Well spotted with the bungs, haven't had a chance to check if there was supposed to be bungs there or not. I'll get them sealed ASAP and see if that helps. Not sure how water would get from there up to the amp though, which was water damaged.

Regarding the paint, that bung hasn't actually got paint on It, it's a bit of tape with ref paint on. Not sure why but I know the rear quarter has been touched up at some point. Can't see any actual damage to the the inside of the chassis or body though, also the rear bumper was off at the body shop and everything looked OK under there so I'm guessing the touch up was from some kind of scratch.


----------



## Rip

Actually you're right, the right hand bung has been painted, no idea why. The car is HPI clear.

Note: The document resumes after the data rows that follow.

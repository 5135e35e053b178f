//! Reference implementation of the engine contract.
//!
//! Feature extraction partitions each raster into a coarse grid and keeps
//! the mean intensity per cell; images sharing an eye label are averaged
//! into one code per eye, and matching takes the minimum normalized mean
//! absolute difference over comparable eyes. Nothing here is meant to be
//! competitive; the engine exists so the contract and harness can be
//! exercised end to end with real image data.

use std::path::Path;

use tracing::debug;

use crate::config::EngineConfig;
use crate::engine::{Candidate, DatabaseEntry, Engine};
use crate::iris::{EyeLabel, IrisImage, PixelFormat};
use crate::ranking;
use crate::status::{ReturnCode, ReturnStatus, TemplateType};
use crate::store;
use crate::template::{EyeCode, IrisTemplate};

/// Grid-intensity reference engine.
///
/// One instance serves either template creation or identification within a
/// process, mirroring the two initialization paths of the contract; the
/// enrollment catalog carries state between processes.
#[derive(Debug, Default)]
pub struct ReferenceEngine {
    config: EngineConfig,
    template_ready: bool,
    identification_ready: bool,
    /// Enrollment insertion order preserved; populated by
    /// `initialize_identification`.
    database: Vec<(String, IrisTemplate)>,
}

impl ReferenceEngine {
    pub fn new() -> Self {
        Self::default()
    }

    /// Extracts one eye code, or `None` when the cells show no usable
    /// contrast (no iris found).
    fn extract_code(&self, iris: &IrisImage) -> Option<EyeCode> {
        let cells = grid_cells(iris, self.config.grid_rows, self.config.grid_cols);
        let brightest = cells.iter().copied().max()?;
        let darkest = cells.iter().copied().min()?;
        if brightest - darkest < self.config.min_contrast {
            return None;
        }
        Some(EyeCode {
            label: iris.label,
            rows: self.config.grid_rows,
            cols: self.config.grid_cols,
            cells,
        })
    }
}

impl Engine for ReferenceEngine {
    fn initialize_template_creation(
        &mut self,
        config_dir: &Path,
        template_type: TemplateType,
    ) -> ReturnStatus {
        self.config = match EngineConfig::load(config_dir) {
            Ok(config) => config,
            Err(err) => return ReturnStatus::new(ReturnCode::ConfigDirError, err.to_string()),
        };
        self.template_ready = true;
        debug!(?template_type, config = ?self.config, "template creation initialized");
        ReturnStatus::ok()
    }

    fn create_template(&mut self, irides: &[IrisImage], template: &mut Vec<u8>) -> ReturnStatus {
        template.clear();
        if !self.template_ready {
            return ReturnStatus::new(
                ReturnCode::ParticipantError,
                "template creation session not initialized",
            );
        }
        if irides.is_empty() {
            return ReturnStatus::new(ReturnCode::FormatError, "no samples supplied");
        }
        for iris in irides {
            if iris.validate_raster().is_err() {
                return ReturnStatus::new(
                    ReturnCode::FormatError,
                    format!(
                        "raster of {} bytes does not match {}x{} geometry",
                        iris.data.len(),
                        iris.width,
                        iris.height
                    ),
                );
            }
        }

        // One code per eye label, averaged cell-wise across that eye's
        // images; images without detectable contrast contribute nothing.
        let mut per_eye: Vec<(EyeLabel, Vec<u32>, u32)> = Vec::new();
        for iris in irides {
            let Some(code) = self.extract_code(iris) else {
                continue;
            };
            match per_eye.iter_mut().find(|(label, _, _)| *label == code.label) {
                Some((_, sums, count)) => {
                    for (sum, cell) in sums.iter_mut().zip(&code.cells) {
                        *sum += u32::from(*cell);
                    }
                    *count += 1;
                }
                None => {
                    let sums = code.cells.iter().map(|&cell| u32::from(cell)).collect();
                    per_eye.push((code.label, sums, 1));
                }
            }
        }

        let eyes: Vec<EyeCode> = per_eye
            .into_iter()
            .map(|(label, sums, count)| EyeCode {
                label,
                rows: self.config.grid_rows,
                cols: self.config.grid_cols,
                cells: sums.into_iter().map(|sum| (sum / count) as u8).collect(),
            })
            .collect();

        let detected = !eyes.is_empty();
        *template = IrisTemplate { eyes }.encode();

        if detected {
            ReturnStatus::ok()
        } else {
            ReturnStatus::new(
                ReturnCode::DetectError,
                format!("no iris detected in {} sample(s)", irides.len()),
            )
        }
    }

    fn create_database(
        &mut self,
        enroll_dir: &Path,
        _config_dir: &Path,
        entries: &[DatabaseEntry],
    ) -> ReturnStatus {
        match store::write_catalog(enroll_dir, entries) {
            Ok(written) => {
                debug!(records = entries.len(), written, "enrollment database ready");
                ReturnStatus::ok()
            }
            Err(err) => ReturnStatus::new(ReturnCode::EnrollDirError, err.to_string()),
        }
    }

    fn initialize_identification(&mut self, enroll_dir: &Path, config_dir: &Path) -> ReturnStatus {
        self.config = match EngineConfig::load(config_dir) {
            Ok(config) => config,
            Err(err) => return ReturnStatus::new(ReturnCode::ConfigDirError, err.to_string()),
        };

        let entries = match store::read_catalog(enroll_dir) {
            Ok(entries) => entries,
            Err(err) => return ReturnStatus::new(ReturnCode::EnrollDirError, err.to_string()),
        };

        self.database.clear();
        for entry in entries {
            let Some(template) = IrisTemplate::decode(&entry.template) else {
                return ReturnStatus::new(
                    ReturnCode::FormatError,
                    format!("enrolled template `{}` is malformed", entry.id),
                );
            };
            self.database.push((entry.id, template));
        }

        self.identification_ready = true;
        debug!(records = self.database.len(), "identification initialized");
        ReturnStatus::ok()
    }

    fn identify(
        &mut self,
        probe: &[u8],
        num_candidates: u32,
        candidates: &mut Vec<Candidate>,
    ) -> ReturnStatus {
        candidates.clear();
        if !self.identification_ready {
            return ReturnStatus::new(
                ReturnCode::ParticipantError,
                "identification session not initialized",
            );
        }

        let Some(probe) = IrisTemplate::decode(probe) else {
            return ReturnStatus::new(ReturnCode::FormatError, "malformed search template");
        };
        if !probe.has_signal() {
            return ReturnStatus::new(
                ReturnCode::IdentError,
                "search template contains no matchable data",
            );
        }

        for (id, enrolled) in &self.database {
            // Entries without a comparable eye (including degraded,
            // signal-free enrollments) are not valid candidates.
            if let Some(distance) = probe.distance(enrolled) {
                candidates.push(Candidate::new(id.clone(), distance));
            }
        }
        ranking::finalize_candidates(candidates, num_candidates);

        ReturnStatus::ok()
    }
}

/// Row-major mean intensity per grid cell; RGB rasters are reduced to the
/// channel average first.
fn grid_cells(iris: &IrisImage, rows: u16, cols: u16) -> Vec<u8> {
    let width = iris.width as usize;
    let height = iris.height as usize;
    let bpp = iris.pixel_format.bytes_per_pixel();
    let rows = rows as usize;
    let cols = cols as usize;

    let mut cells = Vec::with_capacity(rows * cols);
    for row in 0..rows {
        let y0 = row * height / rows;
        let y1 = ((row + 1) * height / rows).max(y0 + 1);
        for col in 0..cols {
            let x0 = col * width / cols;
            let x1 = ((col + 1) * width / cols).max(x0 + 1);

            let mut sum = 0u64;
            let mut count = 0u64;
            for y in y0..y1.min(height) {
                for x in x0..x1.min(width) {
                    let offset = (y * width + x) * bpp;
                    let value = match iris.pixel_format {
                        PixelFormat::Grayscale => u64::from(iris.data[offset]),
                        PixelFormat::Rgb => {
                            (u64::from(iris.data[offset])
                                + u64::from(iris.data[offset + 1])
                                + u64::from(iris.data[offset + 2]))
                                / 3
                        }
                    };
                    sum += value;
                    count += 1;
                }
            }
            cells.push(if count == 0 { 0 } else { (sum / count) as u8 });
        }
    }
    cells
}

Both the small holes now have new rubber bungs in courtesy of a Halfords "Bung Assortment Pack" so we'll see.

Also I now have this lot...


----------



## Rip

TT-driver said:


> I think it's a high water level sensor. :wink: Or does it have after market parking sensors?


lol and I'm pretty sure my parking sensors are factory as I can set their volume etc in my DIS.


----------



## Rip

There was actually water down in those two holes where those bungs were missing but not sure if that's from water on its way up into the car or from water down on its way out of the car. Either way they are bunged up now and there's a load of talcum powder all over the place so hopefully things will become clearer over the next few days of driving in the wet and hosing the car.

I've just read somewhere that it's quite common for an amp to get damaged after windows have been tinted and strangely enough I found an old photo of my car on an old dealer for sale ad and it had tinted rear side windows, which it no longer has so maybe the amp got damaged then and not by the current water ingress.


----------



## SwissJetPilot

With all those leaks, it's just a matter of time before your TT becomes a U-Boat. But at least you'll be able to find it with that massive GPS tracker duct-taped in Das Boot! 
.


----------



## Rip

SwissJetPilot said:


> With all those leaks, it's just a matter of time before your TT becomes a U-Boat. But at least you'll be able to find it with that massive GPS tracker duct-taped in Das Boot!
> .


Hahaha, hopefully it's just one small leak, I mean, it's not pouring in but it's deffo getting in somewhere. And as for that weird black box, I'm going to have to investigate that a bit more, if I have time tomorrow I'll see if I can trace the wires further.


----------



## TT-driver

Window tinting as such obviously doesn't cause a leak or an amp to be damaged. However, if at any stage parts of a car are disassembled and not properly reassembled, all bets are off. 
I'm wondering why those two bungs were missing. Did this car suffer from a leak and did the previous owner remove them so water could drain from the boot?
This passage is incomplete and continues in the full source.